There is a substantial uncertainty in just how sensitive the temperature is to the level of CO2 in the atmosphere. The climate models can, however, assess the likelihood of a range of temperature rises. It is the “high-end tail” of the probability distribution that should worry us most—the small probability of a really drastic climatic shift. Climate scientists now aim to refine their calculations, and to address questions like: Where will the flood risks be concentrated? What parts of Africa will suffer severest drought? Where will the worst hurricanes strike?

The “headline figures” that the climate modelers quote—a 2, 3, or 5 degrees Centigrade rise in the mean global temperature—might seem too small to fuss about. But two comments should put them into perspective. First, even in the depth of the last ice age the mean global temperature was lower by just 5 degrees. Second, these predictions do not imply a uniform warming: the land warms more than the sea, and high latitudes more than low. Quoting a single figure glosses over shifts in global weather patterns that will be more drastic in some regions than in others, and could involve relatively sudden “flips” rather than steady changes. Nations can adapt to some of the adverse effects of warming. But the most vulnerable people—in, for instance, Africa or Bangladesh—are the least able to adapt.

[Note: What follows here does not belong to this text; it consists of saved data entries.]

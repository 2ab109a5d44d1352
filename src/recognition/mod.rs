//! RecognitionClient - plate extraction behind one contract
//!
//! ## Responsibilities
//!
//! - Normalize the two recognition backends behind `RecognitionBackend`
//! - Resolve results against the watch-list
//! - Enforce the minimum-score floor (fuzzy matches exempt)
//!
//! The active backend is a capability choice fixed at configuration time
//! and injected once at startup; the pipeline never branches on backend
//! identity.

mod code_project;
mod plate_recognizer;
pub mod retry;

pub use code_project::CodeProjectBackend;
pub use plate_recognizer::PlateRecognizerBackend;

use crate::watchlist::{self, BackendKind, PlateCandidate};
use async_trait::async_trait;
use std::sync::Arc;

/// Raw backend output before watch-list resolution.
#[derive(Debug, Clone, Default)]
pub struct RawRecognition {
    pub plate: Option<String>,
    pub score: Option<f64>,
    pub candidates: Vec<PlateCandidate>,
}

impl RawRecognition {
    pub fn empty() -> Self {
        Self::default()
    }
}

/// One external plate-recognition service.
///
/// `submit` never propagates transport failures: retry policy lives inside
/// the backend, and terminal failure yields an empty result.
#[async_trait]
pub trait RecognitionBackend: Send + Sync {
    fn kind(&self) -> BackendKind;

    async fn submit(&self, image: &[u8]) -> RawRecognition;
}

/// Final recognition outcome handed to the pipeline.
#[derive(Debug, Clone, Default, PartialEq)]
pub struct PlateLookup {
    pub plate_number: Option<String>,
    pub plate_score: Option<f64>,
    pub watched_plate: Option<String>,
    pub fuzzy_score: Option<f64>,
}

impl PlateLookup {
    pub fn empty() -> Self {
        Self::default()
    }
}

/// Recognition entry point owned by the pipeline.
pub struct RecognitionClient {
    backend: Arc<dyn RecognitionBackend>,
    watched_plates: Vec<String>,
    fuzzy_threshold: f64,
    min_score: Option<f64>,
}

impl RecognitionClient {
    pub fn new(
        backend: Arc<dyn RecognitionBackend>,
        watched_plates: Vec<String>,
        fuzzy_threshold: f64,
        min_score: Option<f64>,
    ) -> Self {
        Self {
            backend,
            watched_plates,
            fuzzy_threshold,
            min_score,
        }
    }

    /// Recognize a plate from snapshot bytes.
    ///
    /// An absent top plate short-circuits to an empty lookup without
    /// touching the watch-list. A tier-2 watched match replaces the score
    /// with the candidate's own confidence; a tier-3 fuzzy match keeps the
    /// recognition score and carries the ratio separately.
    pub async fn recognize(&self, image: &[u8]) -> PlateLookup {
        let raw = self.backend.submit(image).await;

        let Some(plate) = raw.plate else {
            return PlateLookup::empty();
        };

        let matched = watchlist::resolve(
            &plate,
            &raw.candidates,
            self.backend.kind(),
            &self.watched_plates,
            self.fuzzy_threshold,
        );

        let lookup = if matched.fuzzy_ratio.is_some() {
            PlateLookup {
                plate_number: Some(plate),
                plate_score: raw.score,
                watched_plate: matched.plate,
                fuzzy_score: matched.fuzzy_ratio,
            }
        } else if matched.plate.is_some() {
            PlateLookup {
                plate_number: Some(plate),
                plate_score: matched.score,
                watched_plate: matched.plate,
                fuzzy_score: None,
            }
        } else {
            PlateLookup {
                plate_number: Some(plate),
                plate_score: raw.score,
                watched_plate: None,
                fuzzy_score: None,
            }
        };

        self.apply_score_floor(lookup)
    }

    /// Reject recognitions below the configured minimum score unless a
    /// fuzzy watch-list match vouches for them: fuzzy confidence is a
    /// string-similarity ratio, not a recognition confidence.
    fn apply_score_floor(&self, lookup: PlateLookup) -> PlateLookup {
        let score_too_low = match (self.min_score, lookup.plate_score) {
            (Some(min), Some(score)) => score < min,
            _ => false,
        };

        if lookup.fuzzy_score.is_none() && score_too_low {
            tracing::info!(
                score = ?lookup.plate_score,
                plate = ?lookup.plate_number,
                "Score is below minimum"
            );
            return PlateLookup::empty();
        }

        lookup
    }
}

#[cfg(test)]
mod tests {
    use super::*;

    struct FixedBackend {
        kind: BackendKind,
        result: RawRecognition,
    }

    #[async_trait]
    impl RecognitionBackend for FixedBackend {
        fn kind(&self) -> BackendKind {
            self.kind
        }

        async fn submit(&self, _image: &[u8]) -> RawRecognition {
            self.result.clone()
        }
    }

    fn client_with(
        result: RawRecognition,
        watched: &[&str],
        fuzzy: f64,
        min_score: Option<f64>,
    ) -> RecognitionClient {
        RecognitionClient::new(
            Arc::new(FixedBackend {
                kind: BackendKind::PlateRecognizer,
                result,
            }),
            watched.iter().map(|w| w.to_string()).collect(),
            fuzzy,
            min_score,
        )
    }

    #[tokio::test]
    async fn test_empty_backend_result_short_circuits() {
        let client = client_with(RawRecognition::empty(), &["abc123"], 0.8, None);
        assert_eq!(client.recognize(b"jpeg").await, PlateLookup::empty());
    }

    #[tokio::test]
    async fn test_plain_recognition_passes_through() {
        let raw = RawRecognition {
            plate: Some("ab12cd".to_string()),
            score: Some(0.91),
            candidates: vec![],
        };
        let client = client_with(raw, &[], 0.0, Some(0.8));
        let lookup = client.recognize(b"jpeg").await;
        assert_eq!(lookup.plate_number.as_deref(), Some("ab12cd"));
        assert_eq!(lookup.plate_score, Some(0.91));
        assert_eq!(lookup.watched_plate, None);
        assert_eq!(lookup.fuzzy_score, None);
    }

    #[tokio::test]
    async fn test_candidate_match_replaces_score() {
        let raw = RawRecognition {
            plate: Some("xyz999".to_string()),
            score: Some(0.9),
            candidates: vec![PlateCandidate {
                plate: Some("def456".to_string()),
                score: Some(0.65),
                confidence: None,
            }],
        };
        let client = client_with(raw, &["def456"], 0.0, None);
        let lookup = client.recognize(b"jpeg").await;
        assert_eq!(lookup.plate_number.as_deref(), Some("xyz999"));
        assert_eq!(lookup.watched_plate.as_deref(), Some("def456"));
        assert_eq!(lookup.plate_score, Some(0.65));
        assert_eq!(lookup.fuzzy_score, None);
    }

    #[tokio::test]
    async fn test_low_score_without_fuzzy_is_rejected() {
        let raw = RawRecognition {
            plate: Some("ab12cd".to_string()),
            score: Some(0.5),
            candidates: vec![],
        };
        let client = client_with(raw, &[], 0.0, Some(0.8));
        assert_eq!(client.recognize(b"jpeg").await, PlateLookup::empty());
    }

    #[tokio::test]
    async fn test_fuzzy_match_is_exempt_from_score_floor() {
        let raw = RawRecognition {
            plate: Some("abc12d".to_string()),
            score: Some(0.5),
            candidates: vec![],
        };
        let client = client_with(raw, &["abc123"], 0.8, Some(0.8));
        let lookup = client.recognize(b"jpeg").await;
        assert_eq!(lookup.plate_number.as_deref(), Some("abc12d"));
        assert_eq!(lookup.watched_plate.as_deref(), Some("abc123"));
        assert_eq!(lookup.plate_score, Some(0.5));
        assert!(lookup.fuzzy_score.unwrap() >= 0.8);
    }

    #[tokio::test]
    async fn test_watched_self_match_keeps_raw_result() {
        let raw = RawRecognition {
            plate: Some("abc123".to_string()),
            score: Some(0.95),
            candidates: vec![],
        };
        let client = client_with(raw, &["abc123"], 0.8, None);
        let lookup = client.recognize(b"jpeg").await;
        assert_eq!(lookup.plate_number.as_deref(), Some("abc123"));
        assert_eq!(lookup.plate_score, Some(0.95));
        assert_eq!(lookup.watched_plate, None);
        assert_eq!(lookup.fuzzy_score, None);
    }
}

The science of climate change is intricate. But it’s straightforward compared to the economics and politics. Global warming poses a unique political challenge for two reasons. First, the effect is nonlocalized: British CO2 emissions have no more effect in Britain than they do in Australia, and vice versa. That means that any credible regime whereby the “polluter pays” has to be broadly international.

Second, there are long time-lags—it takes decades for the oceans to adjust to a new equilibrium, and centuries for ice sheets to melt completely. So the main downsides of global warming lie a century or more in the future. Concepts of intergenerational justice then come into play: How should we rate the rights and interests of future generations compared to our own? What discount rate should we apply?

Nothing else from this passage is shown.